Meditation and Immunity

For the past couple of decades, researchers have known that behavioral and psychological events can influence the immune system. The mind-body stress response can be activated by everyday physical and psychological stress; or rather, by our inability to effectively manage that stress. Stress-related illnesses are triggered by chronic, prolonged activation of that neuroendocrine (brain and hormones) stress response. So, while stress doesn’t guarantee that you’ll get sick, it definitely increases the risk.

Studies in the field of Psychoneuroimmunology have revealed the mechanisms through which stress compromises the immune system, shedding light on the complex relationships between DNA, stress hormones and the immune system. Psychoneuroimmunology is the study of the interactions between the brain, body, emotions, and the immune system; that is: the mind’s effect on our ability to ward off illness.

When the body’s stress response is triggered, its emergency resources are immediately mobilized for action. For example, secretion of the stress hormone cortisol ramps up to help the body support its fight-or-flight response. But while our hormones are preparing for battle, energy-consuming components of the immune system (e.g., white blood cell production), must temporarily shut down. In shutting down some of the body’s critical defenses, stress makes us more vulnerable to disease; for example, stress decreases secretion of antimicrobial peptides, the body’s natural broad spectrum antibiotics that kill bacteria.

In compromising the immune system, stress also diminishes our ability to heal properly and recover from illness.

People who have suffered heart attacks, for example, tend to have a much harder time bouncing back while simultaneously experiencing major stressors, such as financial worries. On the other hand, an ability to effectively manage stress can significantly speed recovery from conditions such as cardiac disease or cancer.

Acute, short-term stress revs up the immune system, an adaptive response that  prepares our bodies for injury or infection. But chronic, prolonged stress inflicts too much wear and tear on the immune system, and the system breaks down. It’s cortisol’s job to help regulate inflammation, the body’s natural response to injury or infection. But chronic stress triggers chronically elevated cortisone levels, which damage the immune system, cell by cell.

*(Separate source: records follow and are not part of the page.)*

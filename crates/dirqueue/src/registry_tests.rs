//! Tests for the queue registry.

use super::*;
use crate::message::{Message, MessageHandle};
use chrono::Duration;
use std::sync::atomic::{AtomicUsize, Ordering};
use tempfile::TempDir;

fn queue_name(name: &str) -> QueueName {
    QueueName::new(name.to_string()).unwrap()
}

fn same_queue(a: &Arc<dyn MessageQueue>, b: &Arc<dyn MessageQueue>) -> bool {
    std::ptr::eq(Arc::as_ptr(a) as *const (), Arc::as_ptr(b) as *const ())
}

/// Queue whose close always fails
struct BrokenQueue {
    name: QueueName,
}

#[async_trait]
impl MessageQueue for BrokenQueue {
    async fn set_visibility_timeout(&self, _timeout: Duration) -> Result<(), QueueError> {
        Ok(())
    }

    async fn push(&self, _body: &str) -> Result<MessageHandle, QueueError> {
        Ok(MessageHandle::new("0_0"))
    }

    async fn pull(&self) -> Result<Option<Message>, QueueError> {
        Ok(None)
    }

    async fn delete(&self, _handle: &MessageHandle) -> Result<(), QueueError> {
        Ok(())
    }

    async fn close(&self) -> Result<(), QueueError> {
        Err(QueueError::ConnectionFailed {
            message: "close failed".to_string(),
        })
    }

    fn visibility_timeout(&self) -> Duration {
        Duration::seconds(10)
    }

    fn queue_name(&self) -> &QueueName {
        &self.name
    }

    fn provider_type(&self) -> ProviderType {
        ProviderType::InMemory
    }
}

/// Factory counting constructions; names starting with "broken" get a
/// [`BrokenQueue`] and "missing" fails to construct
#[derive(Default)]
struct CountingFactory {
    created: Arc<AtomicUsize>,
}

#[async_trait]
impl QueueFactory for CountingFactory {
    async fn create_queue(&self, name: &QueueName) -> Result<Arc<dyn MessageQueue>, QueueError> {
        self.created.fetch_add(1, Ordering::SeqCst);
        tokio::time::sleep(std::time::Duration::from_millis(10)).await;

        if name.as_str() == "missing" {
            return Err(QueueError::QueueNotFound {
                queue_name: name.to_string(),
            });
        }
        if name.as_str().starts_with("broken") {
            return Ok(Arc::new(BrokenQueue { name: name.clone() }));
        }
        Ok(Arc::new(InMemoryQueue::new(
            name.clone(),
            &InMemoryConfig::default(),
        )))
    }

    fn provider_type(&self) -> ProviderType {
        ProviderType::InMemory
    }
}

fn counting_registry() -> (QueueRegistry, Arc<AtomicUsize>) {
    let factory = CountingFactory::default();
    let created = Arc::clone(&factory.created);
    (QueueRegistry::new(Box::new(factory)), created)
}

#[tokio::test]
async fn test_repeated_lookups_share_one_queue() {
    let (registry, created) = counting_registry();

    let first = registry.get_queue(&queue_name("orders")).await.unwrap();
    let second = registry.get_queue(&queue_name("orders")).await.unwrap();

    assert!(same_queue(&first, &second));
    assert_eq!(created.load(Ordering::SeqCst), 1);
    assert_eq!(registry.len().await, 1);
    assert!(registry.contains(&queue_name("orders")).await);
}

#[tokio::test]
async fn test_different_names_get_different_queues() {
    let (registry, created) = counting_registry();

    let orders = registry.get_queue(&queue_name("orders")).await.unwrap();
    let invoices = registry.get_queue(&queue_name("invoices")).await.unwrap();

    assert!(!same_queue(&orders, &invoices));
    assert_eq!(created.load(Ordering::SeqCst), 2);
}

#[tokio::test(flavor = "multi_thread", worker_threads = 4)]
async fn test_concurrent_lookups_construct_once() {
    let (registry, created) = counting_registry();
    let registry = Arc::new(registry);

    let mut tasks = Vec::new();
    for _ in 0..16 {
        let registry = Arc::clone(&registry);
        tasks.push(tokio::spawn(async move {
            registry.get_queue(&queue_name("orders")).await.unwrap()
        }));
    }

    let mut queues = Vec::new();
    for task in tasks {
        queues.push(task.await.unwrap());
    }

    assert_eq!(created.load(Ordering::SeqCst), 1);
    assert!(queues.iter().all(|queue| same_queue(queue, &queues[0])));
}

/// Factory whose "slow" queue is not built until the gate opens
struct GatedFactory {
    gate: Arc<tokio::sync::Notify>,
}

#[async_trait]
impl QueueFactory for GatedFactory {
    async fn create_queue(&self, name: &QueueName) -> Result<Arc<dyn MessageQueue>, QueueError> {
        if name.as_str() == "slow" {
            self.gate.notified().await;
        }
        Ok(Arc::new(InMemoryQueue::new(
            name.clone(),
            &InMemoryConfig::default(),
        )))
    }

    fn provider_type(&self) -> ProviderType {
        ProviderType::InMemory
    }
}

#[tokio::test(flavor = "multi_thread", worker_threads = 2)]
async fn test_slow_construction_does_not_block_other_names() {
    let gate = Arc::new(tokio::sync::Notify::new());
    let registry = Arc::new(QueueRegistry::new(Box::new(GatedFactory {
        gate: Arc::clone(&gate),
    })));

    let slow = {
        let registry = Arc::clone(&registry);
        tokio::spawn(async move { registry.get_queue(&queue_name("slow")).await })
    };
    tokio::time::sleep(std::time::Duration::from_millis(50)).await;

    let orders = tokio::time::timeout(
        std::time::Duration::from_secs(1),
        registry.get_queue(&queue_name("orders")),
    )
    .await
    .expect("lookup of another name is not blocked");
    assert!(orders.is_ok());
    assert!(!registry.contains(&queue_name("slow")).await);
    assert_eq!(registry.len().await, 1);

    gate.notify_one();
    slow.await.unwrap().unwrap();
    assert!(registry.contains(&queue_name("slow")).await);
    assert_eq!(registry.len().await, 2);
}

#[tokio::test]
async fn test_failed_construction_is_not_cached() {
    let (registry, created) = counting_registry();

    assert!(registry.get_queue(&queue_name("missing")).await.is_err());
    assert!(registry.get_queue(&queue_name("missing")).await.is_err());

    assert_eq!(created.load(Ordering::SeqCst), 2);
    assert!(registry.is_empty().await);
}

#[tokio::test]
async fn test_delete_queue_closes_and_evicts() {
    let (registry, created) = counting_registry();
    let queue = registry.get_queue(&queue_name("orders")).await.unwrap();
    queue.push("m").await.unwrap();

    let deleted = registry
        .delete_queue(&queue_name("orders"))
        .await
        .unwrap()
        .unwrap();

    assert!(same_queue(&queue, &deleted));
    assert!(matches!(
        queue.push("m").await,
        Err(QueueError::QueueClosed { .. })
    ));
    assert!(!registry.contains(&queue_name("orders")).await);

    // A later lookup builds a fresh queue
    let fresh = registry.get_queue(&queue_name("orders")).await.unwrap();
    assert!(!same_queue(&queue, &fresh));
    assert_eq!(created.load(Ordering::SeqCst), 2);
}

#[tokio::test]
async fn test_delete_unknown_queue_returns_none() {
    let (registry, _) = counting_registry();

    let deleted = registry.delete_queue(&queue_name("orders")).await.unwrap();

    assert!(deleted.is_none());
}

#[tokio::test]
async fn test_shutdown_closes_everything_and_reports_failure() {
    let (registry, _) = counting_registry();
    let healthy = registry.get_queue(&queue_name("orders")).await.unwrap();
    registry.get_queue(&queue_name("broken-a")).await.unwrap();

    let result = registry.shutdown().await;

    assert!(matches!(result, Err(QueueError::ConnectionFailed { .. })));
    assert!(registry.is_empty().await);
    assert!(matches!(
        healthy.pull().await,
        Err(QueueError::QueueClosed { .. })
    ));
}

#[tokio::test]
async fn test_shutdown_of_empty_registry() {
    let (registry, _) = counting_registry();
    assert!(registry.shutdown().await.is_ok());
}

#[tokio::test]
async fn test_from_config_selects_provider() {
    let dir = TempDir::new().unwrap();

    let file = QueueRegistry::from_config(&ProviderConfig::File(FileQueueConfig::new(dir.path())));
    let memory = QueueRegistry::from_config(&ProviderConfig::InMemory(InMemoryConfig::default()));
    let sqs = QueueRegistry::from_config(&ProviderConfig::AwsSqs(AwsSqsConfig::default()));

    assert_eq!(file.provider_type(), ProviderType::File);
    assert_eq!(memory.provider_type(), ProviderType::InMemory);
    assert_eq!(sqs.provider_type(), ProviderType::AwsSqs);
}

#[tokio::test]
async fn test_in_memory_factory_rejects_oversized_default_timeout() {
    let registry = QueueRegistry::from_config(&ProviderConfig::InMemory(InMemoryConfig {
        default_visibility_timeout_secs: u64::MAX,
    }));

    let result = registry.get_queue(&queue_name("orders")).await;

    assert!(matches!(result, Err(QueueError::ConfigurationError(_))));
    assert!(registry.is_empty().await);
}

#[tokio::test]
async fn test_file_registry_creates_queue_directories() {
    let dir = TempDir::new().unwrap();
    let registry =
        QueueRegistry::from_config(&ProviderConfig::File(FileQueueConfig::new(dir.path())));

    let queue = registry.get_queue(&queue_name("orders")).await.unwrap();
    queue.push("m").await.unwrap();

    assert_eq!(queue.provider_type(), ProviderType::File);
    assert!(dir.path().join("orders/messages").exists());

    registry.shutdown().await.unwrap();
    assert!(!dir.path().join("orders/messages").exists());
}
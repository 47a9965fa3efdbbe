//! File-backed queue shared by every process that opens the same directory.
//!
//! Each queue lives in its own directory under the configured root:
//!
//! ```text
//! <root>/<queue>/messages          available messages, one record per line
//! <root>/<queue>/.lock/            exists while a process mutates the queue
//! <root>/<queue>/.conf/timeout     visibility timeout in whole seconds
//! <root>/<queue>/.conf/process     last process-instance id handed out
//! ```
//!
//! Every read-modify-write of `messages` or `.conf/*` happens while holding
//! the lock. In-flight messages are tracked only in the memory of the process
//! that pulled them; if that process dies they are lost.

mod instance;
mod lock;
mod record;
mod settings;
mod store;
mod watcher;

use crate::config::{
    visibility_timeout_from_secs, visibility_timeout_secs, FileQueueConfig, ProviderType,
};
use crate::error::QueueError;
use crate::message::{validate_body, Message, MessageHandle, QueueName};
use crate::queue::MessageQueue;
use crate::redelivery::{RedeliveryScheduler, RedeliveryTarget};
use async_trait::async_trait;
use chrono::Duration;
use lock::DirLock;
use settings::SharedSettings;
use std::path::{Path, PathBuf};
use std::sync::atomic::{AtomicBool, AtomicU64, Ordering};
use std::sync::Arc;
use store::RecordStore;
use tokio::sync::Mutex;
use tracing::{debug, info, instrument, warn};
use watcher::SettingsWatcher;

#[cfg(test)]
#[path = "file_tests.rs"]
mod tests;

const MESSAGES_FILE: &str = "messages";
const LOCK_DIR: &str = ".lock";
const CONF_DIR: &str = ".conf";
const TIMEOUT_FILE: &str = "timeout";
const PROCESS_FILE: &str = "process";

/// State shared between the queue and its redelivery task
struct FileQueueCore {
    name: QueueName,
    separator: char,
    store: RecordStore,
    lock: DirLock,
    settings: Arc<SharedSettings>,
    instance_id: u64,
    next_sequence: AtomicU64,
    closed: AtomicBool,
}

impl FileQueueCore {
    fn ensure_open(&self) -> Result<(), QueueError> {
        if self.closed.load(Ordering::SeqCst) {
            return Err(QueueError::QueueClosed {
                queue_name: self.name.to_string(),
            });
        }
        Ok(())
    }

    async fn push(&self, body: &str) -> Result<MessageHandle, QueueError> {
        self.ensure_open()?;
        validate_body(body)?;

        let _guard = self.lock.acquire().await?;
        let sequence = self.next_sequence.fetch_add(1, Ordering::SeqCst);
        let handle = MessageHandle::from_parts(self.instance_id, sequence);
        self.store
            .append(&record::encode(&handle, body, self.separator))
            .await?;

        Ok(handle)
    }

    /// Remove and decode the last well-formed record
    ///
    /// `on_taken` runs before the store is rewritten. If the rewrite is
    /// abandoned the message stays in the store as well, so it can be
    /// delivered twice but is never lost.
    async fn take_last(
        &self,
        on_taken: impl FnOnce(&Message),
    ) -> Result<Option<Message>, QueueError> {
        let _guard = self.lock.acquire().await?;
        let mut records = self.store.read_all().await?;
        let before = records.len();

        let mut taken = None;
        while let Some(line) = records.pop() {
            match record::decode(&line, self.separator) {
                Ok(message) => {
                    taken = Some(message);
                    break;
                }
                Err(e) => warn!(
                    queue = %self.name,
                    error = %e,
                    "Discarding malformed record"
                ),
            }
        }

        if let Some(message) = &taken {
            on_taken(message);
        }
        if records.len() != before {
            self.store.rewrite(&records).await?;
        }

        Ok(taken)
    }
}

#[async_trait]
impl RedeliveryTarget for FileQueueCore {
    async fn redeliver(&self, body: &str) -> Result<MessageHandle, QueueError> {
        self.push(body).await
    }
}

/// Queue stored in a directory on a (possibly shared) filesystem
///
/// Pull order is unspecified. The current implementation takes the most
/// recently appended record, so under load older messages can wait.
pub struct FileQueue {
    name: QueueName,
    directory: PathBuf,
    core: Arc<FileQueueCore>,
    scheduler: RedeliveryScheduler,
    watcher: Mutex<Option<SettingsWatcher>>,
}

impl FileQueue {
    /// Open (creating if needed) the queue `name` under `config.root_dir`
    ///
    /// Claims a new process-instance id and adopts the visibility timeout
    /// already stored for the queue, writing the configured default if there
    /// is none. Must be called within a tokio runtime.
    ///
    /// # Errors
    ///
    /// Fails with `ConfigurationError` when the configuration is invalid or a
    /// `.conf` file is malformed, `LockTimeout` when the lock cannot be taken
    /// and `Storage` when the directory cannot be created.
    #[instrument(skip(config), fields(root = %config.root_dir.display()))]
    pub async fn open(name: QueueName, config: &FileQueueConfig) -> Result<Self, QueueError> {
        config.validate()?;

        let directory = config.root_dir.join(name.as_str());
        let conf_dir = directory.join(CONF_DIR);
        tokio::fs::create_dir_all(&conf_dir)
            .await
            .map_err(|e| QueueError::storage(&conf_dir, e))?;

        let lock = DirLock::new(
            directory.join(LOCK_DIR),
            config.lock_retry_interval(),
            config.lock_timeout(),
        );

        let settings = Arc::new(
            SharedSettings::initialize(
                conf_dir.join(TIMEOUT_FILE),
                config.default_visibility_timeout_secs,
                &lock,
            )
            .await?,
        );
        let instance_id = instance::claim_instance_id(&conf_dir.join(PROCESS_FILE), &lock).await?;

        let core = Arc::new(FileQueueCore {
            name: name.clone(),
            separator: config.separator,
            store: RecordStore::new(directory.join(MESSAGES_FILE)),
            lock,
            settings: Arc::clone(&settings),
            instance_id,
            next_sequence: AtomicU64::new(0),
            closed: AtomicBool::new(false),
        });

        let scheduler = RedeliveryScheduler::spawn(core.clone());
        let watcher = SettingsWatcher::spawn(
            settings,
            &conf_dir,
            config.watch_mode,
            config.poll_interval(),
        );

        info!(
            queue = %name,
            instance_id,
            visibility_timeout_secs = core.settings.visibility_timeout_secs(),
            event_driven = watcher.is_event_driven(),
            "Opened file queue"
        );

        Ok(Self {
            name,
            directory,
            core,
            scheduler,
            watcher: Mutex::new(Some(watcher)),
        })
    }

    /// Directory holding this queue's files
    pub fn directory(&self) -> &Path {
        &self.directory
    }

    /// Process-instance id embedded in every handle this queue issues
    pub fn instance_id(&self) -> u64 {
        self.core.instance_id
    }

    /// Number of records currently in the backing store
    pub async fn available(&self) -> Result<usize, QueueError> {
        self.core.ensure_open()?;
        let _guard = self.core.lock.acquire().await?;
        Ok(self.core.store.read_all().await?.len())
    }

    /// Number of messages pulled by this process and not yet deleted
    pub async fn in_flight(&self) -> usize {
        self.scheduler.in_flight()
    }
}

#[async_trait]
impl MessageQueue for FileQueue {
    #[instrument(skip(self), fields(queue = %self.name))]
    async fn set_visibility_timeout(&self, timeout: Duration) -> Result<(), QueueError> {
        self.core.ensure_open()?;
        let secs = visibility_timeout_secs(timeout)?;
        self.core.settings.publish(secs, &self.core.lock).await?;
        info!(visibility_timeout_secs = secs, "Visibility timeout updated");
        Ok(())
    }

    async fn push(&self, body: &str) -> Result<MessageHandle, QueueError> {
        let handle = self.core.push(body).await?;
        debug!(queue = %self.name, handle = %handle, "Message pushed");
        Ok(handle)
    }

    async fn pull(&self) -> Result<Option<Message>, QueueError> {
        self.core.ensure_open()?;

        let timeout = std::time::Duration::from_secs(self.core.settings.visibility_timeout_secs());
        let Some(message) = self
            .core
            .take_last(|message| self.scheduler.arm(message, timeout))
            .await?
        else {
            return Ok(None);
        };
        debug!(
            queue = %self.name,
            handle = %message.handle,
            visibility_timeout_secs = timeout.as_secs(),
            "Message pulled"
        );

        Ok(Some(message))
    }

    async fn delete(&self, handle: &MessageHandle) -> Result<(), QueueError> {
        self.core.ensure_open()?;
        if self.scheduler.cancel(handle) {
            debug!(queue = %self.name, handle = %handle, "Message deleted");
        } else {
            debug!(queue = %self.name, handle = %handle, "Delete ignored for unknown handle");
        }
        Ok(())
    }

    #[instrument(skip(self), fields(queue = %self.name))]
    async fn close(&self) -> Result<(), QueueError> {
        if self.core.closed.swap(true, Ordering::SeqCst) {
            return Ok(());
        }

        if let Some(mut watcher) = self.watcher.lock().await.take() {
            watcher.stop();
        }

        let discarded = self.scheduler.shutdown().await;
        if discarded > 0 {
            warn!(discarded, "Pending redeliveries dropped on close");
        }

        let _guard = self.core.lock.acquire().await?;
        self.core.store.remove().await?;
        info!(path = %self.core.store.path().display(), "Queue closed, backing store removed");

        Ok(())
    }

    fn visibility_timeout(&self) -> Duration {
        visibility_timeout_from_secs(self.core.settings.visibility_timeout_secs())
    }

    fn queue_name(&self) -> &QueueName {
        &self.name
    }

    fn provider_type(&self) -> ProviderType {
        ProviderType::File
    }
}
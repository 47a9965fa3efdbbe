//! # Dirqueue
//!
//! Message queues with at-least-once delivery through a visibility timeout.
//!
//! A pulled message stays hidden for the queue's visibility timeout. If it is
//! not deleted in that time it becomes available again under a new handle.
//!
//! Three backends implement the same [`MessageQueue`] contract:
//! - [`FileQueue`] - a queue directory on a filesystem shared by any number
//!   of processes, coordinated through a lock directory and small
//!   configuration files
//! - [`InMemoryQueue`] - process-local strict FIFO queue, useful as a
//!   reference in tests
//! - [`SqsQueue`] - proxy onto an Amazon SQS queue
//!
//! ## Module Organization
//!
//! - [`error`] - Error types for all queue operations
//! - [`message`] - Queue names, handles and messages
//! - [`config`] - Provider types and configuration loading
//! - [`queue`] - The queue contract
//! - [`providers`] - Backend implementations
//! - [`registry`] - Lazily constructed queues keyed by name
//!
//! ## Example
//!
//! ```no_run
//! use dirqueue::{MessageQueue, ProviderConfig, QueueName, QueueRegistry};
//!
//! # async fn example() -> Result<(), Box<dyn std::error::Error>> {
//! let registry = QueueRegistry::from_config(&ProviderConfig::default());
//! let queue = registry.get_queue(&QueueName::new("orders".to_string())?).await?;
//!
//! queue.push("order-42").await?;
//! if let Some(message) = queue.pull().await? {
//!     // process the message, then acknowledge it
//!     queue.delete(&message.handle).await?;
//! }
//! # Ok(())
//! # }
//! ```

// Module declarations
pub mod config;
pub mod error;
pub mod message;
pub mod providers;
pub mod queue;
pub mod registry;

mod redelivery;

// Re-export commonly used types at crate root for convenience
pub use config::{
    visibility_timeout_secs, AwsSqsConfig, FileQueueConfig, InMemoryConfig, ProviderConfig,
    ProviderType, RuntimeConfig, WatchMode, MAX_VISIBILITY_TIMEOUT_SECS,
};
pub use error::{ConfigurationError, QueueError, SerializationError, ValidationError};
pub use message::{Message, MessageHandle, QueueName};
pub use providers::{FileQueue, InMemoryQueue, SqsQueue};
pub use queue::MessageQueue;
pub use registry::{
    FileQueueFactory, InMemoryQueueFactory, QueueFactory, QueueRegistry, SqsQueueFactory,
};

#[cfg(test)]
#[path = "lib_tests.rs"]
mod tests;
//! Line format of the backing store: `<handle><separator><body>`.
//!
//! Only the first separator is significant, so bodies may contain it.

use crate::error::SerializationError;
use crate::message::{Message, MessageHandle};

#[cfg(test)]
#[path = "record_tests.rs"]
mod tests;

/// Encode one record, without the trailing newline
pub(crate) fn encode(handle: &MessageHandle, body: &str, separator: char) -> String {
    let mut line = String::with_capacity(handle.as_str().len() + body.len() + 1);
    line.push_str(handle.as_str());
    line.push(separator);
    line.push_str(body);
    line
}

/// Decode one record line
pub(crate) fn decode(line: &str, separator: char) -> Result<Message, SerializationError> {
    match line.split_once(separator) {
        Some((handle, body)) if !handle.is_empty() => {
            Ok(Message::new(MessageHandle::new(handle), body))
        }
        _ => Err(SerializationError::MalformedRecord {
            line: line.to_string(),
            separator,
        }),
    }
}
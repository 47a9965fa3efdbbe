//! Delayed redelivery of unacknowledged messages.
//!
//! Each queue owns one [`RedeliveryScheduler`]. A single background task keeps
//! a min-heap of deadlines; the in-flight messages themselves live in a map
//! keyed by handle. Whoever removes a handle from the map first owns it: a
//! `cancel` that wins means the message was acknowledged, an expiry that wins
//! means it is pushed again. Heap entries whose map entry is gone are skipped.

use crate::config::MAX_VISIBILITY_TIMEOUT_SECS;
use crate::error::QueueError;
use crate::message::{Message, MessageHandle};
use async_trait::async_trait;
use std::cmp::Reverse;
use std::collections::{BinaryHeap, HashMap};
use std::sync::{Arc, Mutex, MutexGuard, PoisonError};
use tokio::sync::mpsc;
use tokio::task::JoinHandle;
use tokio::time::Instant;
use tracing::{debug, error, warn};

#[cfg(test)]
#[path = "redelivery_tests.rs"]
mod tests;

/// Delay before retrying a redelivery whose push failed
const REDELIVERY_RETRY_DELAY: std::time::Duration = std::time::Duration::from_secs(1);

/// Backend hook used to make an expired message available again
#[async_trait]
pub(crate) trait RedeliveryTarget: Send + Sync + 'static {
    /// Push `body` back onto the queue, returning its new handle
    async fn redeliver(&self, body: &str) -> Result<MessageHandle, QueueError>;
}

struct PendingRedelivery {
    body: String,
    deadline: Instant,
}

#[derive(Debug, PartialEq, Eq, PartialOrd, Ord)]
struct Deadline {
    at: Instant,
    handle: MessageHandle,
}

enum Command {
    Arm(Deadline),
    Shutdown,
}

type PendingMap = Arc<Mutex<HashMap<MessageHandle, PendingRedelivery>>>;

/// The map is never held across an await, so a poisoned lock still holds
/// consistent data.
fn lock_pending(
    pending: &PendingMap,
) -> MutexGuard<'_, HashMap<MessageHandle, PendingRedelivery>> {
    pending.lock().unwrap_or_else(PoisonError::into_inner)
}

/// Tracks in-flight messages and re-pushes those not deleted in time
pub(crate) struct RedeliveryScheduler {
    pending: PendingMap,
    commands: mpsc::UnboundedSender<Command>,
    worker: tokio::sync::Mutex<Option<JoinHandle<()>>>,
}

impl RedeliveryScheduler {
    /// Start the scheduling task on the current tokio runtime
    pub(crate) fn spawn(target: Arc<dyn RedeliveryTarget>) -> Self {
        let pending: PendingMap = Arc::new(Mutex::new(HashMap::new()));
        let (commands, receiver) = mpsc::unbounded_channel();
        let worker = tokio::spawn(run(receiver, Arc::clone(&pending), target));

        Self {
            pending,
            commands,
            worker: tokio::sync::Mutex::new(Some(worker)),
        }
    }

    /// Start tracking a pulled message; it is redelivered after `timeout`
    ///
    /// Does not yield, so a pulled message is tracked before the caller can
    /// be cancelled. Timeouts above [`MAX_VISIBILITY_TIMEOUT_SECS`] are capped.
    pub(crate) fn arm(&self, message: &Message, timeout: std::time::Duration) {
        let timeout = timeout.min(std::time::Duration::from_secs(MAX_VISIBILITY_TIMEOUT_SECS));
        let now = Instant::now();
        let deadline = now.checked_add(timeout).unwrap_or(now);
        lock_pending(&self.pending).insert(
            message.handle.clone(),
            PendingRedelivery {
                body: message.body.clone(),
                deadline,
            },
        );

        let arm = Command::Arm(Deadline {
            at: deadline,
            handle: message.handle.clone(),
        });
        if self.commands.send(arm).is_err() {
            // Scheduler already shut down; the queue is closing
            lock_pending(&self.pending).remove(&message.handle);
            debug!(handle = %message.handle, "Redelivery not armed, scheduler stopped");
        }
    }

    /// Stop tracking `handle`; returns whether a pending redelivery was cancelled
    pub(crate) fn cancel(&self, handle: &MessageHandle) -> bool {
        lock_pending(&self.pending).remove(handle).is_some()
    }

    /// Number of messages currently awaiting acknowledgement
    pub(crate) fn in_flight(&self) -> usize {
        lock_pending(&self.pending).len()
    }

    /// Stop the scheduling task and drop every pending redelivery
    ///
    /// Returns the number of redeliveries that were discarded.
    pub(crate) async fn shutdown(&self) -> usize {
        let _ = self.commands.send(Command::Shutdown);

        if let Some(worker) = self.worker.lock().await.take() {
            if let Err(e) = worker.await {
                if !e.is_cancelled() {
                    error!(error = %e, "Redelivery task ended abnormally");
                }
            }
        }

        let mut pending = lock_pending(&self.pending);
        let discarded = pending.len();
        pending.clear();
        discarded
    }
}

impl Drop for RedeliveryScheduler {
    fn drop(&mut self) {
        if let Some(worker) = self.worker.get_mut().take() {
            worker.abort();
        }
    }
}

async fn run(
    mut commands: mpsc::UnboundedReceiver<Command>,
    pending: PendingMap,
    target: Arc<dyn RedeliveryTarget>,
) {
    let mut deadlines: BinaryHeap<Reverse<Deadline>> = BinaryHeap::new();

    loop {
        let next = deadlines.peek().map(|Reverse(deadline)| deadline.at);

        tokio::select! {
            command = commands.recv() => match command {
                Some(Command::Arm(deadline)) => deadlines.push(Reverse(deadline)),
                Some(Command::Shutdown) | None => break,
            },
            _ = sleep_until(next) => {
                let now = Instant::now();
                while deadlines.peek().is_some_and(|Reverse(deadline)| deadline.at <= now) {
                    if let Some(Reverse(due)) = deadlines.pop() {
                        if let Some(retry) = expire(due, &pending, target.as_ref()).await {
                            deadlines.push(Reverse(retry));
                        }
                    }
                }
            }
        }
    }
}

async fn sleep_until(deadline: Option<Instant>) {
    match deadline {
        Some(at) => tokio::time::sleep_until(at).await,
        None => std::future::pending().await,
    }
}

/// Redeliver `due` if it is still pending; returns a retry deadline on failure
async fn expire(
    due: Deadline,
    pending: &PendingMap,
    target: &dyn RedeliveryTarget,
) -> Option<Deadline> {
    let expired = {
        let mut pending = lock_pending(pending);
        match pending.get(&due.handle) {
            Some(entry) if entry.deadline == due.at => pending.remove(&due.handle),
            _ => None,
        }
    };

    // Acknowledged, or superseded by a later deadline
    let expired = expired?;

    match target.redeliver(&expired.body).await {
        Ok(new_handle) => {
            debug!(
                old_handle = %due.handle,
                new_handle = %new_handle,
                "Visibility timeout expired, message redelivered"
            );
            None
        }
        Err(QueueError::QueueClosed { queue_name }) => {
            debug!(queue = %queue_name, handle = %due.handle, "Dropping redelivery for closed queue");
            None
        }
        Err(e) => {
            warn!(
                handle = %due.handle,
                error = %e,
                "Redelivery failed, retrying in {:?}",
                REDELIVERY_RETRY_DELAY
            );
            let at = Instant::now() + REDELIVERY_RETRY_DELAY;
            lock_pending(pending).insert(
                due.handle.clone(),
                PendingRedelivery {
                    body: expired.body,
                    deadline: at,
                },
            );
            Some(Deadline {
                at,
                handle: due.handle,
            })
        }
    }
}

In fact, research has shown that over a prolonged period of chronic stress, body tissue becomes desensitized to cortisol and the hormone loses its ability to effectively regulate inflammation (Cohen, 2012; Laboratory for the Study of Stress, Immunity and Disease at Carnegie Mellon University).

This chronic wear and tear of stress is sometimes referred to as allostatic load, which is the cumulative “cost” or damage inflicted on the body as a result of chronic exposure to a heightened or wildly fluctuating neuroendocrine stress response, particularly the repeated triggering of the hypothalamus-pituitary-adrenal (HPA) axis. (For more about how meditation influences the (HPA) Axis, see: How Altered Consciousness Happens.)

Allostatis

Allostasis is the process through which the body responds to stressors in order to regain homeostasis or physiological equilibrium. Allostatic load is measurable and includes variables such as: hormones (e.g., epinephrine, norepinephrine and cortisol), catecholamines (e.g., epinephrine, dopamine), immune system components (e.g., interleukins, leukocytes), and cardiovascular parameters (e.g., blood pressure).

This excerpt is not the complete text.